I could go on and on but you get the point. Why are warfighters talking arrant nonsense? I'd be much more comfortable if the Aeron Chair Sun Tzus were talking about networks as if they understood them, rather than poorly analogizing networks as battlefields. I'd be impressed (a bit) if I heard someone talking about how to attack a target in which the enemy has the potential to fold the "battlefield" up and put it away as soon as it comes under attack, or that logistics has more to do with breadth and evolvability of knowledge-bases than static knowledge - a problem that real battlefields don't have at all. What's scary about this "network as a battlefield" analogy is that it's so wrong it makes me think that the Aeron Chair Sun Tzus aren't actually thinking of the battlefield of the future at all - they're wrestling with mental imagery of castles and drawbridges when they should be thinking about measuring the differences between opposing knowledge-bases. I despair, I really do. When the cyberwar pundits say "we'd lose a cyberwar" it's because their vision and understanding of the problem is medieval.

Now, let's talk about "predictive" for a moment. Would anyone care to guess what on earth Vice Admiral McCullough is talking about? On the surface, "predictive" analysis in warfare is only done through targeted intelligence - you have to be so far into the enemy's preparations that you can reliably tell the difference between offensive operations that are about to happen, and simple preparation. Again, the battlefield metaphor completely breaks down; you can "predict" an attack when you see an enemy's tanks massing on the border, or you observe important changes in their logistical train. Or, as the case may be today, you turn on CNN and they announce that a "big attack is in the works for such-and-such town in Afghanistan" - but how do you predict operations in a "place" where your enemy has no need to reconfigure forces prior to an attack? The metaphor completely does not work.

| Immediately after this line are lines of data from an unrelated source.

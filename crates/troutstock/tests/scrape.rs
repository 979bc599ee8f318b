use std::sync::{Arc, Mutex};

use axum::Router;
use axum::extract::RawQuery;
use axum::http::{HeaderMap, StatusCode, header};
use axum::response::Html;
use axum::routing::get;
use chrono::NaiveDate;
use troutstock::table::TableBackend;
use troutstock::{Cache, DateRange, ScraperConfig, ScraperError, StockingEvent, WebScraper};

const SCHEDULE: &str = r#"
<html>
  <body>
    <table class="nav"><tr><td>Home</td><td>Fishing</td></tr></table>
    <table class="schedule">
      <thead>
        <tr><th>Date</th><th>County</th><th>Waterbody</th><th>Category</th><th>Species</th></tr>
      </thead>
      <tbody>
        <tr><td>June 3, 2024</td><td>Bath</td><td>Smith Creek</td><td>A</td><td>Rainbow TroutBrown Trout</td></tr>
        <tr><td>June 4, 2024</td><td>Alleghany</td><td></td><td>B</td><td>Brook</td></tr>
        <tr><td>Postponed</td><td>Bath</td><td>Jackson River</td><td>A</td><td>Rainbow</td></tr>
        <tr><td>June 5, 2024</td><td>Rockbridge</td><td>Mill Creek</td><td>C</td><td>Tiger Trout</td></tr>
      </tbody>
    </table>
  </body>
</html>
"#;

async fn serve(app: Router) -> String {
    let listener = tokio::net::TcpListener::bind("127.0.0.1:0")
        .await
        .expect("bind");
    let address = listener.local_addr().expect("local addr");
    tokio::spawn(async move {
        axum::serve(listener, app).await.expect("serve");
    });
    format!("http://{address}/schedule/")
}

fn scraper(url: String) -> WebScraper {
    WebScraper::with_config(ScraperConfig {
        url,
        ..Default::default()
    })
    .expect("client")
}

fn june_2024() -> DateRange {
    DateRange::new(
        NaiveDate::from_ymd_opt(2024, 6, 1).unwrap(),
        NaiveDate::from_ymd_opt(2024, 6, 30).unwrap(),
    )
    .unwrap()
}

#[tokio::test]
async fn test_scrape_sends_range_and_browser_agent() {
    let seen: Arc<Mutex<Vec<(Option<String>, String)>>> = Arc::default();
    let recorder = Arc::clone(&seen);
    let app = Router::new().route(
        "/schedule/",
        get(move |RawQuery(query): RawQuery, headers: HeaderMap| {
            let recorder = Arc::clone(&recorder);
            async move {
                let agent = headers
                    .get(header::USER_AGENT)
                    .and_then(|v| v.to_str().ok())
                    .unwrap_or_default()
                    .to_string();
                recorder.lock().unwrap().push((query, agent));
                Html(SCHEDULE)
            }
        }),
    );
    let url = serve(app).await;

    let events = scraper(url).scrape(Some(june_2024())).await.expect("scrape");

    let water_bodies: Vec<&str> = events.iter().map(|e| e.water_body.as_str()).collect();
    assert_eq!(water_bodies, vec!["Smith Creek", "Mill Creek"]);
    assert_eq!(events[0].species, "Rainbow Trout + Brown Trout");
    assert_eq!(events[0].category.as_deref(), Some("A"));
    assert_eq!(events[1].county, "Rockbridge");

    let seen = seen.lock().unwrap();
    assert_eq!(seen.len(), 1);
    assert_eq!(
        seen[0].0.as_deref(),
        Some("start_date=June+1%2C+2024&end_date=June+30%2C+2024")
    );
    assert!(seen[0].1.starts_with("Mozilla/5.0"));
}

#[tokio::test]
async fn test_failed_ranged_request_falls_back_to_plain_page() {
    let hits: Arc<Mutex<Vec<Option<String>>>> = Arc::default();
    let recorder = Arc::clone(&hits);
    let app = Router::new().route(
        "/schedule/",
        get(move |RawQuery(query): RawQuery| {
            let recorder = Arc::clone(&recorder);
            async move {
                let ranged = query.is_some();
                recorder.lock().unwrap().push(query);
                if ranged {
                    (StatusCode::INTERNAL_SERVER_ERROR, Html(""))
                } else {
                    (StatusCode::OK, Html(SCHEDULE))
                }
            }
        }),
    );
    let url = serve(app).await;

    let events = scraper(url).scrape(Some(june_2024())).await.expect("scrape");

    assert_eq!(events.len(), 2);
    let hits = hits.lock().unwrap();
    assert_eq!(hits.len(), 2);
    assert!(hits[0].is_some());
    assert!(hits[1].is_none());
}

#[tokio::test]
async fn test_plain_request_failure_is_an_error() {
    let app = Router::new().route(
        "/schedule/",
        get(|| async { (StatusCode::SERVICE_UNAVAILABLE, "down for maintenance") }),
    );
    let url = serve(app).await;
    let scraper = scraper(url);

    let plain = scraper.scrape(None).await;
    assert!(matches!(plain, Err(ScraperError::HttpError(_))));

    let ranged = scraper.scrape(Some(june_2024())).await;
    assert!(matches!(ranged, Err(ScraperError::HttpError(_))));
}

#[tokio::test]
async fn test_unreachable_host_is_an_error() {
    let listener = tokio::net::TcpListener::bind("127.0.0.1:0")
        .await
        .expect("bind");
    let address = listener.local_addr().expect("local addr");
    drop(listener);

    let result = scraper(format!("http://{address}/schedule/")).scrape(None).await;
    assert!(result.is_err());
}

#[tokio::test]
async fn test_page_without_schedule_is_empty_not_error() {
    let app = Router::new().route(
        "/schedule/",
        get(|| async { Html("<html><body><p>No stockings scheduled.</p></body></html>") }),
    );
    let url = serve(app).await;

    let events = scraper(url).scrape(None).await.expect("scrape");
    assert!(events.is_empty());
}

#[tokio::test]
async fn test_regex_backend_matches_dom_backend() {
    let app = Router::new().route("/schedule/", get(|| async { Html(SCHEDULE) }));
    let url = serve(app).await;

    let dom = scraper(url.clone()).scrape(None).await.expect("dom scrape");
    let regex = WebScraper::with_config(ScraperConfig {
        url,
        backend: TableBackend::Regex,
        ..Default::default()
    })
    .expect("client")
    .scrape(None)
    .await
    .expect("regex scrape");

    assert_eq!(dom, regex);
}

#[tokio::test]
async fn test_results_cached_by_caller_key() {
    let app = Router::new().route("/schedule/", get(|| async { Html(SCHEDULE) }));
    let url = serve(app).await;
    let cache: Arc<Cache<Arc<Vec<StockingEvent>>>> = Arc::new(Cache::default());

    let events = Arc::new(scraper(url).scrape(None).await.expect("scrape"));
    cache.set("stocking:recent", Arc::clone(&events));

    let cached = cache.get("stocking:recent").expect("cached");
    assert!(Arc::ptr_eq(&cached, &events));
    assert!(cache.status("stocking:recent").is_cached);
}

How do you predict an enemy's operations in a network? It's simple: you have to be inside their command loop - in other words they have to tell you what they are going to do, and you need to have good enough information to sort the disinformation from reality. Back when I was working on intrusion detection systems, we used to periodically get customers who'd say that they wanted IDS data so they could react in response to an attack. We'd gently explain to them that it's easy to predict when you're going to come under attack - because the answer is "constantly." What you really want to know is not whether you'll come under attack, but whether the attacks you're under right now are working. Again, the battlefield metaphor breaks down because the dynamics of attack and defense on a network are nothing like they are on real ground: you can potentially cause entire categories of attack paths to cease to function, or exist, with a single mouse-click. I don't care if you're attacking me, I care if you're succeeding, and the battlefield notion of numerical advantage is meaningless because the defender can (or ought to be able to) reconfigure the battlefield unilaterally. What does this have to do with "predictive" activity? It means it's pointless - predicting an attack is going to be worthless compared to being able to rapidly react to a successful penetration. To abuse a metaphor a bit, predicting a cyberattack is about as useful as predicting that a sniper's bullet is going to hit between your eyes after it's 3/4 of the way through its trajectory. The military value of prediction is pre-emption or re-configuring defenses (in the sniper scenario, that would be: ducking) neither of which may make any sense in a network environment - unless you're trapped in the battlefield metaphor instead of networked reality.

"Predicting" attacks means being able to predict the future. Anyone who can write a piece of software that can predict the future has solved the hard artificial intelligence problem - because that's a measure of what intellect is - it's our evolved ability to try to predict the future. I'm really worried that our "cyberwar" strategists are so busy wrestling with the wrong metaphor that they're going to completely forget to come to grips with the actual problem of computer, information, and network security. It's not a battlefield, it's a network!